How do earthquakes change habitats?
Earthquakes can affect the ecosystem in different ways. They mostly damage a lot of things on ground, but can cause massive tsunamis in sea. Earthquakes can also move land around and change the ecosystem, and carry diseases to other places.
How can earthquakes affect the human lives?
Earthquakes can have immediate and long-term impacts on health. Immediate health impacts include: trauma-related deaths and injuries from building collapse; trauma-related deaths and injuries from the secondary effects of the earthquake, like drowning from tsunamis or burns from fires.
How do earthquakes affect human life Brainly?
Answer: Earthquakes can effect our lives in many ways. They cause fires that burn buildings to the ground. … During an earthquake, tsunamis are created and destroy everything in their path at the beach.

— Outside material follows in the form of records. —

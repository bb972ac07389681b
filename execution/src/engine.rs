//! Public entry point: one [`Engine`] serves any number of chats.
//!
//! Mutations for a chat go through that chat's lane in the
//! [`OperationQueue`]; status reads go to the chat's last published
//! [`TableView`] and never wait behind mutations.
//!
//! A chat left with no round, no auto-play and nothing scheduled is dropped
//! along with its lane; the next `start_game` or `enable_auto` opens it again.

use std::collections::HashMap;
use std::sync::{Arc, PoisonError, RwLock};
use std::time::Duration;

use futures::future::join_all;
use punto_types::{AutoGameAck, BetReceipt, GameStarted, GameStatus, PlaceBetRequest};
use tokio::sync::watch;
use tokio::task::JoinHandle;
use tokio::time::{self, MissedTickBehavior};
use tracing::{debug, warn};

use crate::capabilities::{CardSource, Clock, RecordSink};
use crate::config::{ConfigError, EngineConfig};
use crate::error::EngineError;
use crate::queue::OperationQueue;
use crate::status::{self, TableView};
use crate::table::{ChatTable, Context, TickOutcome};

#[derive(Clone)]
pub struct Engine {
    inner: Arc<Inner>,
}

struct Inner {
    ctx: Arc<Context>,
    queue: OperationQueue<ChatTable>,
    views: RwLock<HashMap<String, watch::Receiver<TableView>>>,
}

impl Engine {
    pub fn new(
        config: EngineConfig,
        clock: Arc<dyn Clock>,
        cards: Arc<dyn CardSource>,
        sink: Arc<dyn RecordSink>,
    ) -> Result<Self, ConfigError> {
        config.validate()?;
        let queue = OperationQueue::new(config.max_pending_ops);
        Ok(Self {
            inner: Arc::new(Inner {
                ctx: Arc::new(Context::new(config, clock, cards, sink)),
                queue,
                views: RwLock::new(HashMap::new()),
            }),
        })
    }

    /// Chats the engine currently holds state for.
    pub fn chats(&self) -> Vec<String> {
        self.inner
            .views
            .read()
            .unwrap_or_else(PoisonError::into_inner)
            .keys()
            .cloned()
            .collect()
    }

    fn is_known(&self, chat_id: &str) -> bool {
        self.inner
            .views
            .read()
            .unwrap_or_else(PoisonError::into_inner)
            .contains_key(chat_id)
    }

    /// Create the chat's lane and view on first use.
    fn ensure_chat(&self, chat_id: &str) {
        let mut views = self
            .inner
            .views
            .write()
            .unwrap_or_else(PoisonError::into_inner);
        if views.contains_key(chat_id) {
            return;
        }
        let (publisher, view) = watch::channel(TableView::default());
        let table = ChatTable::new(chat_id, &self.inner.ctx.config, publisher);
        self.inner.queue.open(chat_id, move || table);
        views.insert(chat_id.to_string(), view);
    }

    /// Run `op` in the chat's lane and publish the resulting view. Yields
    /// `None` when the chat was dropped before `op` reached it.
    async fn submit<R, F>(
        &self,
        chat_id: &str,
        op: F,
    ) -> Result<Option<Result<R, EngineError>>, EngineError>
    where
        F: FnOnce(&mut ChatTable, &Context) -> Result<R, EngineError> + Send + 'static,
        R: Send + 'static,
    {
        let inner = self.inner.clone();
        let out = self
            .inner
            .queue
            .submit(chat_id, move |table: &mut ChatTable| {
                if table.is_closed() {
                    return None;
                }
                let out = op(table, &inner.ctx);
                table.publish();
                if table.is_dormant() {
                    inner.retire(table);
                }
                Some(out)
            })
            .await?;
        Ok(out)
    }

    /// Run `op` on a chat that must already exist.
    async fn run<R, F>(&self, chat_id: &str, op: F) -> Result<R, EngineError>
    where
        F: FnOnce(&mut ChatTable, &Context) -> Result<R, EngineError> + Send + 'static,
        R: Send + 'static,
    {
        self.submit(chat_id, op).await?.unwrap_or_else(|| {
            Err(EngineError::NotFound {
                chat_id: chat_id.to_string(),
            })
        })
    }

    /// Run `op`, opening the chat first when it is not held.
    async fn run_or_open<R, F>(&self, chat_id: &str, op: F) -> Result<R, EngineError>
    where
        F: FnOnce(&mut ChatTable, &Context) -> Result<R, EngineError> + Clone + Send + 'static,
        R: Send + 'static,
    {
        loop {
            self.ensure_chat(chat_id);
            match self.submit(chat_id, op.clone()).await {
                Ok(Some(out)) => return out,
                // Dropped between lookup and execution; open it again.
                Ok(None) | Err(EngineError::NotFound { .. }) => continue,
                Err(err) => return Err(err),
            }
        }
    }

    /// Open a betting round. Fails with `AlreadyActive` while a round is live.
    pub async fn start_game(&self, chat_id: &str) -> Result<GameStarted, EngineError> {
        self.run_or_open(chat_id, |table, ctx| table.start(ctx)).await
    }

    pub async fn place_bet(&self, request: PlaceBetRequest) -> Result<BetReceipt, EngineError> {
        let PlaceBetRequest {
            chat_id,
            user_id,
            user_name,
            bet_type,
            amount,
        } = request;
        if !self.is_known(&chat_id) {
            return Err(EngineError::NotFound { chat_id });
        }
        self.run(&chat_id, move |table, ctx| {
            table.place_bet(ctx, &user_id, &user_name, bet_type, amount)
        })
        .await
    }

    pub async fn enable_auto(&self, chat_id: &str) -> Result<AutoGameAck, EngineError> {
        self.run_or_open(chat_id, |table, ctx| Ok(table.enable_auto(ctx)))
            .await
    }

    pub async fn disable_auto(&self, chat_id: &str) -> Result<AutoGameAck, EngineError> {
        if !self.is_known(chat_id) {
            return Err(EngineError::NotFound {
                chat_id: chat_id.to_string(),
            });
        }
        self.run(chat_id, |table, _| Ok(table.disable_auto())).await
    }

    /// Current status, built from the last published view. Never waits on
    /// the chat's queue.
    pub fn status(&self, chat_id: &str) -> Result<GameStatus, EngineError> {
        let view = {
            let views = self
                .inner
                .views
                .read()
                .unwrap_or_else(PoisonError::into_inner);
            let Some(view) = views.get(chat_id) else {
                return Err(EngineError::NotFound {
                    chat_id: chat_id.to_string(),
                });
            };
            let snapshot = view.borrow().clone();
            snapshot
        };
        let queue = self.inner.queue.stats(chat_id).unwrap_or_default();
        Ok(status::project(&view, queue, self.inner.ctx.clock.now_ms()))
    }

    /// Enqueue one timed-transition check for the chat.
    pub async fn tick(&self, chat_id: &str) -> Result<TickOutcome, EngineError> {
        self.run(chat_id, |table, ctx| Ok(table.tick(ctx))).await
    }

    /// Tick every chat with a round or a scheduled start, concurrently.
    pub async fn tick_all(&self) -> Vec<(String, Result<TickOutcome, EngineError>)> {
        let due: Vec<String> = {
            let views = self
                .inner
                .views
                .read()
                .unwrap_or_else(PoisonError::into_inner);
            views
                .iter()
                .filter(|(_, view)| {
                    let view = view.borrow();
                    view.round.is_some() || view.next_game_at.is_some()
                })
                .map(|(chat_id, _)| chat_id.clone())
                .collect()
        };
        let ticks = due.into_iter().map(|chat_id| async move {
            let outcome = self.tick(&chat_id).await;
            (chat_id, outcome)
        });
        join_all(ticks).await
    }

    /// Drive timed transitions every `period` until the handle is aborted.
    pub fn spawn_ticker(&self, period: Duration) -> JoinHandle<()> {
        let engine = self.clone();
        tokio::spawn(async move {
            let mut interval = time::interval(period);
            interval.set_missed_tick_behavior(MissedTickBehavior::Delay);
            loop {
                interval.tick().await;
                for (chat_id, outcome) in engine.tick_all().await {
                    match outcome {
                        Ok(_) => {}
                        Err(EngineError::Overloaded) => {
                            debug!(%chat_id, "tick skipped; lane full")
                        }
                        Err(err) => warn!(%chat_id, %err, "tick failed"),
                    }
                }
            }
        })
    }
}

impl Inner {
    /// Drop the chat's view and lane. Runs inside the chat's own lane, so no
    /// other operation on `table` can interleave.
    fn retire(&self, table: &mut ChatTable) {
        let mut views = self.views.write().unwrap_or_else(PoisonError::into_inner);
        views.remove(table.chat_id());
        self.queue.close(table.chat_id());
        table.close();
        debug!(chat_id = %table.chat_id(), "chat dropped");
    }
}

How does an earthquake change landforms?
Earthquakes often cause dramatic changes at Earth’s surface. In addition to the ground movements, other surface effects include changes in the flow of groundwater, landslides, and mudflows. Earthquakes can do significant damage to buildings, bridges, pipelines, railways, embankments, dams, and other structures.
What are three effects of earthquakes?
The effects from earthquakes include ground shaking, surface faulting, ground failure, and less commonly, tsunamis.
What is the most essential function of the intestinal villi Brainly?
Function of villi in small intestine : Their function is to increase the surface area of the small intestinal wall for absorption of the digested food.
What are some human activities that can alter landforms?
Mining and quarrying, deforestation, the introduction of exotic plants and animals, the use of agricultural machinery, the building and use of tracks and roads, and the overgrazing of pastures, have all, singly and in combination, profoundly altered landforms and caused accelerated erosion and deposition to occur.
How are landforms changed?
Erosion is another geological process that creates landforms. When mechanical and chemical weathering breaks up materials on the Earth’s surface, erosion can move them to new locations. … When layers of eroded material pile up, it’s called deposition. This can create new landforms.